Le bambine sono le prime protagoniste che si mostrano al lettore:  sono delle semplici creaturine di sette e cinque anni: Katy e Julie. Le due bimbe trovano una testa mozzata… in realtà non è che la trovano: l’orrendo reperto gli cade letteralmente dall’alto. Da dove viene quella testa? Chi l’ha tagliata? Alle bimbe in realtà importa solo custodire quel tesoro che rompe la loro quotidianità fatta di solitudine. Lasciate tutto il giorno presso Zia Leandra, un’anziana assolutamente poco conciliante con il modo di fare e le esigenge dei bambini, Katy e Julie fanno sì che quella testa congelata riesca a sostituire, in modo orribilmente funzionale,  compagni di giochi che scarseggiano (anche perché le piccole hanno un bel  caratterino, soprattutto Katy che ha un cinismo glaciale, e una predisposizione per le cose morte e disgustose), e i genitori sempre fuori per lavoro.
Katy e Julie avranno a che fare con un molestatore inquietante e al contempo goffo: George.
Il molestatore in realtà è un gay civettuolo che condivide il suo appartamento con Cat.
Cat è il motore della seconda parte: ed è una DONNA. La simbologia del femminile così evolve… come anche l’incarnazione della Dea Ecate.

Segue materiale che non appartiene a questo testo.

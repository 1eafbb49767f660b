//! Shared fixtures: content trees written into temp directories.

#![allow(dead_code)]

use std::fs;
use std::path::{Path, PathBuf};

use mythos_core::test_utils::*;
use mythos_world::{ExtensionEntry, GameDataManager, WorldConfig};

/// Create an empty, unique temp directory for one test.
pub fn make_test_dir(suffix: &str) -> PathBuf {
    let dir = std::env::temp_dir().join(format!(
        "mythos_integration_{suffix}_{}",
        std::process::id()
    ));
    let _ = fs::remove_dir_all(&dir);
    fs::create_dir_all(&dir).unwrap();
    dir
}

pub fn cleanup(dir: &Path) {
    let _ = fs::remove_dir_all(dir);
}

/// Write `content` to `dir/rel`, creating parent directories.
pub fn write(dir: &Path, rel: &str, content: &str) {
    let path = dir.join(rel);
    fs::create_dir_all(path.parent().unwrap()).unwrap();
    fs::write(path, content).unwrap();
}

/// A config loading every folder under `dir/extensions`, with the standard
/// default classes.
pub fn config(dir: &Path) -> WorldConfig {
    let defaults = default_classes();
    WorldConfig {
        extensions_dir: Some("extensions".into()),
        default_classes: defaults.by_kind,
        fallback_class: defaults.fallback,
        base_dir: dir.to_path_buf(),
        ..Default::default()
    }
}

pub fn manager(dir: &Path) -> GameDataManager {
    GameDataManager::new(config(dir), RecordingResolver::accepting_all())
}

pub fn manager_rejecting(dir: &Path, needle: &str) -> GameDataManager {
    GameDataManager::new(config(dir), RecordingResolver::rejecting(needle))
}

pub fn entry(name: &str, path: &str) -> ExtensionEntry {
    ExtensionEntry {
        name: name.into(),
        path: path.into(),
    }
}

/// A two-extension world: `core` with a small keep, `addon` inheriting
/// from `core`.
pub fn write_keep_world(dir: &Path) {
    write(
        dir,
        "extensions/core/abstracts/rooms.ron",
        r#"{
            "room": {"lit": false, "size": 1},
            "hall": {"parents": ["room"], "size": 4},
            "bright": {"lit": true},
            "great_hall": {"parents": ["hall", "bright"], "name": "Great Hall"},
        }"#,
    );
    write(
        dir,
        "extensions/core/abstracts/mobs.toml",
        "[mob]\nhp = 5\nhostile = false\n---\n[rat]\nparents = \"mob\"\nhostile = true\n",
    );
    write(
        dir,
        "extensions/core/items.json",
        r#"{"torch": {"light": 3}} {"rope": {"length": 10}}"#,
    );
    write(
        dir,
        "extensions/core/instances/keep/instance.toml",
        "title = \"The Keep\"\n",
    );
    write(
        dir,
        "extensions/core/instances/keep/rooms/rooms.json",
        r#"{
            "gate": {"abstract": "room"},
            "throne": {"abstract": "great_hall", "size": 9},
            "cellar": {"abstract": "room"}
        }"#,
    );
    write(
        dir,
        "extensions/core/instances/keep/exits/rooms.json",
        r#"{"gate": {"throne": {"noun": "doors"}}, "throne": {"gate": {}}}"#,
    );
    write(
        dir,
        "extensions/core/instances/keep/areas/areas.toml",
        "[bailey]\nname = \"Bailey\"\n",
    );
    write(
        dir,
        "extensions/core/templates/mobs.json",
        r#"{"sewer_rat": {"abstract": "rat", "hp": 3}}"#,
    );

    write(
        dir,
        "extensions/addon/abstracts/mobs.json",
        r#"{"giant_rat": {"parents": ["core/mobs/rat"], "hp": 50}}"#,
    );
    write(
        dir,
        "extensions/addon/templates/mobs.json",
        r#"{"king_rat": {"abstract": "giant_rat", "class": "addon.mobs.KingRat"}}"#,
    );
    write(dir, "extensions/addon/README.md", "not content");
}
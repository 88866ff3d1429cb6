use std::f32::consts::TAU;

use glam::Vec3;

/// Triangle list and edge list of one solid.
#[derive(Clone, Debug, Default)]
pub struct Mesh {
    pub triangles: Vec<Vec3>,
    pub edges: Vec<Vec3>,
}

fn ring(count: usize, radius: f32, y: f32, phase: f32) -> Vec<Vec3> {
    (0..count)
        .map(|i| {
            let a = phase + i as f32 / count as f32 * TAU;
            Vec3::new(a.cos() * radius, y, a.sin() * radius)
        })
        .collect()
}

/// Round brilliant cut: octagonal table, crown, girdle, pavilion down to the culet.
pub fn brilliant(sides: usize) -> Mesh {
    let table = ring(sides, 0.55, 0.55, 0.0);
    let girdle = ring(sides, 1.0, 0.15, TAU / (2 * sides) as f32);
    let table_center = Vec3::new(0.0, 0.55, 0.0);
    let culet = Vec3::new(0.0, -1.1, 0.0);

    let mut mesh = Mesh::default();
    for i in 0..sides {
        let j = (i + 1) % sides;
        mesh.triangles.extend([table_center, table[i], table[j]]);
        // crown: kite between two table corners and the girdle
        mesh.triangles.extend([table[i], girdle[i], table[j]]);
        mesh.triangles.extend([table[j], girdle[i], girdle[j]]);
        mesh.triangles.extend([girdle[i], culet, girdle[j]]);

        mesh.edges.extend([table[i], table[j]]);
        mesh.edges.extend([girdle[i], girdle[j]]);
        mesh.edges.extend([table[i], girdle[i]]);
        mesh.edges.extend([table[j], girdle[i]]);
        mesh.edges.extend([girdle[i], culet]);
    }
    mesh
}

/// Axis-aligned box centered on the origin.
pub fn cuboid(half: Vec3) -> Mesh {
    let c = |x: f32, y: f32, z: f32| Vec3::new(x * half.x, y * half.y, z * half.z);
    let corners = [
        c(-1.0, -1.0, -1.0),
        c(1.0, -1.0, -1.0),
        c(1.0, 1.0, -1.0),
        c(-1.0, 1.0, -1.0),
        c(-1.0, -1.0, 1.0),
        c(1.0, -1.0, 1.0),
        c(1.0, 1.0, 1.0),
        c(-1.0, 1.0, 1.0),
    ];
    const FACES: [[usize; 4]; 6] = [
        [0, 1, 2, 3],
        [5, 4, 7, 6],
        [4, 0, 3, 7],
        [1, 5, 6, 2],
        [3, 2, 6, 7],
        [4, 5, 1, 0],
    ];
    const EDGES: [[usize; 2]; 12] = [
        [0, 1], [1, 2], [2, 3], [3, 0],
        [4, 5], [5, 6], [6, 7], [7, 4],
        [0, 4], [1, 5], [2, 6], [3, 7],
    ];

    let mut mesh = Mesh::default();
    for [a, b, c, d] in FACES {
        mesh.triangles
            .extend([corners[a], corners[b], corners[c], corners[a], corners[c], corners[d]]);
    }
    for [a, b] in EDGES {
        mesh.edges.extend([corners[a], corners[b]]);
    }
    mesh
}

/// Closed circle in the XZ plane as a line list.
pub fn circle(segments: usize, radius: f32) -> Vec<Vec3> {
    let points = ring(segments, radius, 0.0, 0.0);
    (0..segments)
        .flat_map(|i| [points[i], points[(i + 1) % segments]])
        .collect()
}

/// Evenly spread points on a sphere (golden-angle spiral).
pub fn fibonacci_sphere(count: usize, radius: f32) -> Vec<Vec3> {
    let golden = std::f32::consts::PI * (3.0 - 5f32.sqrt());
    (0..count)
        .map(|i| {
            let y = 1.0 - (i as f32 + 0.5) / count as f32 * 2.0;
            let r = (1.0 - y * y).sqrt();
            let theta = golden * i as f32;
            Vec3::new(theta.cos() * r, y, theta.sin() * r) * radius
        })
        .collect()
}
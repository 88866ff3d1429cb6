//! DOM-backed implementations of the core's host traits.

use gloo::render::request_animation_frame;
use gloo::timers::callback::Interval;
use wasm_bindgen::JsCast;
use web_sys::{Document, Element, HtmlElement};

use crate::affordance::{CursorSink, CursorStyle, HighlightGroup};
use crate::binder::{IntervalScheduler, TimerHandle};
use crate::countdown::{CountdownView, LegacyUpdate, TickEvent};
use crate::lifecycle::{FrameHandle, FrameScheduler};

pub const ACTIVE_CLASS: &str = "is-active";
pub const VISIBLE_CLASS: &str = "is-visible";
pub const FAILED_CLASS: &str = "is-failed";
pub const HIDDEN_CLASS: &str = "is-hidden";

pub struct RafScheduler;

impl FrameScheduler for RafScheduler {
    fn request(&self, callback: Box<dyn FnOnce(f64)>) -> FrameHandle {
        FrameHandle::new(request_animation_frame(callback))
    }
}

pub struct IntervalTimers;

impl IntervalScheduler for IntervalTimers {
    fn every(&self, period_ms: u32, mut callback: Box<dyn FnMut()>) -> TimerHandle {
        TimerHandle::new(Interval::new(period_ms, move || callback()))
    }
}

/// Writes the cursor style on `<body>`.
pub struct DocumentCursor {
    body: HtmlElement,
}

impl DocumentCursor {
    pub fn new(document: &Document) -> Option<Self> {
        document.body().map(|body| Self { body })
    }
}

impl CursorSink for DocumentCursor {
    fn set_cursor(&self, style: CursorStyle) {
        let css = self.body.style();
        let result = match style {
            CursorStyle::Default => css.remove_property("cursor").map(|_| ()),
            other => css.set_property("cursor", other.as_css()),
        };
        if let Err(err) = result {
            log::warn!("cursor update failed: {err:?}");
        }
    }
}

/// Cursor sink used when the document has no body.
pub struct NoCursor;

impl CursorSink for NoCursor {
    fn set_cursor(&self, _style: CursorStyle) {}
}

pub fn query_all(root: &Element, selector: &str) -> Vec<Element> {
    let Ok(list) = root.query_selector_all(selector) else {
        return Vec::new();
    };
    (0..list.length())
        .filter_map(|i| list.item(i))
        .filter_map(|node| node.dyn_into::<Element>().ok())
        .collect()
}

pub fn query(root: &Element, selector: &str) -> Option<Element> {
    root.query_selector(selector).ok().flatten()
}

/// Elements tagged `data-highlight="<key>"`; the active one carries `is-active`.
pub struct ClassHighlights {
    members: Vec<(String, Element)>,
}

impl ClassHighlights {
    /// `None` when `root` has no tagged elements.
    pub fn within(root: &Element) -> Option<Self> {
        let members: Vec<_> = query_all(root, "[data-highlight]")
            .into_iter()
            .filter_map(|el| el.get_attribute("data-highlight").map(|key| (key, el)))
            .collect();
        (!members.is_empty()).then_some(Self { members })
    }
}

impl HighlightGroup for ClassHighlights {
    fn highlight(&self, key: Option<&str>) {
        for (member, element) in &self.members {
            let on = key == Some(member.as_str());
            let _ = element.class_list().toggle_with_force(ACTIVE_CLASS, on);
        }
    }
}

/// Counter, legacy battery bar and closing line of the countdown section.
pub struct DomCountdownView {
    counter: Option<Element>,
    legacy_bar: Option<HtmlElement>,
    legacy_label: Option<Element>,
    closing: Option<Element>,
}

impl DomCountdownView {
    pub fn within(root: &Element) -> Self {
        Self {
            counter: query(root, "[data-countdown-value]"),
            legacy_bar: query(root, "[data-legacy-bar]").and_then(|el| el.dyn_into().ok()),
            legacy_label: query(root, "[data-legacy-label]"),
            closing: query(root, "[data-closing]"),
        }
    }
}

impl CountdownView for DomCountdownView {
    fn apply(&self, event: &TickEvent) {
        if let Some(counter) = &self.counter {
            counter.set_text_content(Some(&event.label));
        }
        match event.legacy {
            Some(LegacyUpdate::Charge(percent)) => {
                if let Some(bar) = &self.legacy_bar {
                    let _ = bar.style().set_property("width", &format!("{percent}%"));
                }
                if let Some(label) = &self.legacy_label {
                    label.set_text_content(Some(&format!("{percent:.0}%")));
                }
            }
            Some(LegacyUpdate::Failed) => {
                if let Some(bar) = &self.legacy_bar {
                    let _ = bar.style().set_property("width", "0%");
                    let _ = bar.class_list().add_1(FAILED_CLASS);
                }
                if let Some(label) = &self.legacy_label {
                    label.set_text_content(Some("FAILED"));
                    let _ = label.class_list().add_1(FAILED_CLASS);
                }
            }
            None => {}
        }
        if event.finished {
            if let Some(closing) = &self.closing {
                let class_list = closing.class_list();
                let _ = class_list.remove_1(HIDDEN_CLASS);
                let _ = class_list.add_1(VISIBLE_CLASS);
            }
        }
    }
}
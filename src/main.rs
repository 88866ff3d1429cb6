//! Host-side helper: `cargo run` builds the wasm package into `static/pkg` and serves
//! `static/` on http://127.0.0.1:8000.

#[cfg(not(target_arch = "wasm32"))]
fn main() -> std::process::ExitCode {
    use std::process::{Command, ExitCode, Stdio};

    println!("Building wasm package …");
    match Command::new("wasm-pack")
        .args(["build", "--release", "--target", "web", "--out-dir", "static/pkg"])
        .status()
    {
        Ok(st) if st.success() => {}
        Ok(_) => {
            eprintln!("wasm-pack finished with errors.");
            return ExitCode::FAILURE;
        }
        Err(_) => {
            eprintln!("wasm-pack not found in PATH; serving whatever is already in static/pkg.");
        }
    }

    println!("Serving static/ at http://127.0.0.1:8000 …");
    match Command::new("python3")
        .args(["-m", "http.server", "8000", "--directory", "static"])
        .stdout(Stdio::null())
        .status()
    {
        Ok(st) if st.success() => ExitCode::SUCCESS,
        Ok(_) => ExitCode::FAILURE,
        Err(err) => {
            eprintln!("failed to start http server: {err}");
            ExitCode::FAILURE
        }
    }
}

// The binary is meaningless inside the browser.
#[cfg(target_arch = "wasm32")]
fn main() {}
// Build script that mirrors the static site (index.html, styles, built pkg/) into `dist/`.
use std::{fs, io, path::Path};

fn copy_dir(src: &Path, dst: &Path) -> io::Result<()> {
    fs::create_dir_all(dst)?;
    for entry in fs::read_dir(src)? {
        let entry = entry?;
        let path = entry.path();
        let dst_path = dst.join(entry.file_name());
        if path.is_dir() {
            copy_dir(&path, &dst_path)?;
        } else {
            fs::copy(&path, &dst_path)?;
        }
    }
    Ok(())
}

fn main() {
    println!("cargo:rerun-if-changed=static");

    let static_dir = Path::new("static");
    if !static_dir.exists() {
        return;
    }
    let out_dir = Path::new("dist");
    if out_dir.exists() {
        fs::remove_dir_all(out_dir).ok();
    }
    if let Err(err) = copy_dir(static_dir, out_dir) {
        println!("cargo:warning=copying static/ to dist/ failed: {err}");
    }
}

Ecate sognerà teste mozzate, precipizi e canarini morti: i canarini della Signora Ecate H., detta Cate.
In tutto ciò la Guerra imperversa. Al mattino i genitori di Katy e Julie ascoltano alla radio di sanguinose battaglie ed armi chimiche… ma tutto sembra lontano… tutti si ritrovano nei loro piccoli egoismi perpetrando atrocità che saranno degne dell’incubo di una creatura infernale.
Il finale sembra chiaro… ma dopotutto “MAI NIENTE È DEFINITIVO”.



Il sogno di Ecate è disponibile su Amazon in versione E-book e in formato cartaceo.

Buona Lettura! Ma non distraetevi troppo: qualcosa di strano, magari anche “stranamente confortante”, potrebbe cadere dall’alto da un momento all’altro.